> Exercise
Please repeat the records, word for word and without gaps.

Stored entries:
::::

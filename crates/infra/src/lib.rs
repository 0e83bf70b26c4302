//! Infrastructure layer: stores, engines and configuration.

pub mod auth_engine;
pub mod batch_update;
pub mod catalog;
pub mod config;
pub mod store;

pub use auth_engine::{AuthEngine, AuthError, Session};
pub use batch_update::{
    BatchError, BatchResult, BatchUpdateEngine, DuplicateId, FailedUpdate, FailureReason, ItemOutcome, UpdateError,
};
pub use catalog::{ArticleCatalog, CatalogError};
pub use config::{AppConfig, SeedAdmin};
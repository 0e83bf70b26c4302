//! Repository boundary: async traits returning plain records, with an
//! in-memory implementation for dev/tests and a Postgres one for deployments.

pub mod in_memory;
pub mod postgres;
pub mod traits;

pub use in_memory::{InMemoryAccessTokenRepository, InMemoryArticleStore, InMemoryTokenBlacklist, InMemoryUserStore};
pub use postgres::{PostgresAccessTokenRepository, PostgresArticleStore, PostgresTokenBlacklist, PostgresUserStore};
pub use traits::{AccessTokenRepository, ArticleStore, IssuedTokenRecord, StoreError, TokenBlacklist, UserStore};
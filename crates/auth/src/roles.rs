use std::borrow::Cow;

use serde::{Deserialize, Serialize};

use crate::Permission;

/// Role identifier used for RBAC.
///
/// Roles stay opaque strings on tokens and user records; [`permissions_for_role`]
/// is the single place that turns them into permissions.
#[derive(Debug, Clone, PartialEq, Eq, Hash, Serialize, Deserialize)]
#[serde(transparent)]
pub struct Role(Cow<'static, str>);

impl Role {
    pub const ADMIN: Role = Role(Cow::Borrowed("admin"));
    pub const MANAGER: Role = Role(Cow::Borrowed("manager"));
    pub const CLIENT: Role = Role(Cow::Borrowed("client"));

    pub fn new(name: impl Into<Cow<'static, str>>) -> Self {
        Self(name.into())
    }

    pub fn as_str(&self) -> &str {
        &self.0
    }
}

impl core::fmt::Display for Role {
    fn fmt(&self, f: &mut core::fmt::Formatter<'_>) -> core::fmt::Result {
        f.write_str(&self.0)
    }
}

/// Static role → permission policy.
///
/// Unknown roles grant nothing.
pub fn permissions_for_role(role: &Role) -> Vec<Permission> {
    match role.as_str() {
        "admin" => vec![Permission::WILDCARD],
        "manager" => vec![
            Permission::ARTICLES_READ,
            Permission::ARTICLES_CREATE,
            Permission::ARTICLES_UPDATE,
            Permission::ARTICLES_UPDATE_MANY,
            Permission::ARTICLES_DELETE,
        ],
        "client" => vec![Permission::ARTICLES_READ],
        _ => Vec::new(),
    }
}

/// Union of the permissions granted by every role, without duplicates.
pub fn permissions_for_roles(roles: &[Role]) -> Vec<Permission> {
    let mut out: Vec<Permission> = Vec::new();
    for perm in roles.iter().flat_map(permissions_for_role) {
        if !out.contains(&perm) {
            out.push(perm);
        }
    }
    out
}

::::

> Answer to the problem
filename crates/infra/src/lib.rs
repository 0e83bf70b26c4302
//! Infrastructure layer: stores, engines and configuration.

pub mod auth_engine;
pub mod batch_update;
pub mod catalog;
pub mod config;
pub mod store;

pub use auth_engine::{AuthEngine, AuthError, Session};
pub use batch_update::{
    BatchError, BatchResult, BatchUpdateEngine, DuplicateId, FailedUpdate, FailureReason, ItemOutcome, UpdateError,
};
pub use catalog::{ArticleCatalog, CatalogError};
pub use config::{AppConfig, SeedAdmin};
repository 0e83bf70b26c4302
//! Repository boundary: async traits returning plain records, with an
//! in-memory implementation for dev/tests and a Postgres one for deployments.

pub mod in_memory;
pub mod postgres;
pub mod traits;

pub use in_memory::{InMemoryAccessTokenRepository, InMemoryArticleStore, InMemoryTokenBlacklist, InMemoryUserStore};
pub use postgres::{PostgresAccessTokenRepository, PostgresArticleStore, PostgresTokenBlacklist, PostgresUserStore};
pub use traits::{AccessTokenRepository, ArticleStore, IssuedTokenRecord, StoreError, TokenBlacklist, UserStore};
filename crates/auth/src/roles.rs
use std::borrow::Cow;

use serde::{Deserialize, Serialize};

use crate::Permission;

/// Role identifier used for RBAC.
///
/// Roles stay opaque strings on tokens and user records; [`permissions_for_role`]
/// is the single place that turns them into permissions.
#[derive(Debug, Clone, PartialEq, Eq, Hash, Serialize, Deserialize)]
#[serde(transparent)]
pub struct Role(Cow<'static, str>);

impl Role {
    pub const ADMIN: Role = Role(Cow::Borrowed("admin"));
    pub const MANAGER: Role = Role(Cow::Borrowed("manager"));
    pub const CLIENT: Role = Role(Cow::Borrowed("client"));

    pub fn new(name: impl Into<Cow<'static, str>>) -> Self {
        Self(name.into())
    }

    pub fn as_str(&self) -> &str {
        &self.0
    }
}

impl core::fmt::Display for Role {
    fn fmt(&self, f: &mut core::fmt::Formatter<'_>) -> core::fmt::Result {
        f.write_str(&self.0)
    }
}

/// Static role → permission policy.
///
/// Unknown roles grant nothing.
pub fn permissions_for_role(role: &Role) -> Vec<Permission> {
    match role.as_str() {
        "admin" => vec![Permission::WILDCARD],
        "manager" => vec![
            Permission::ARTICLES_READ,
            Permission::ARTICLES_CREATE,
            Permission::ARTICLES_UPDATE,
            Permission::ARTICLES_UPDATE_MANY,
            Permission::ARTICLES_DELETE,
        ],
        "client" => vec![Permission::ARTICLES_READ],
        _ => Vec::new(),
    }
}

/// Union of the permissions granted by every role, without duplicates.
pub fn permissions_for_roles(roles: &[Role]) -> Vec<Permission> {
    let mut out: Vec<Permission> = Vec::new();
    for perm in roles.iter().flat_map(permissions_for_role) {
        if !out.contains(&perm) {
            out.push(perm);
        }
    }
    out
}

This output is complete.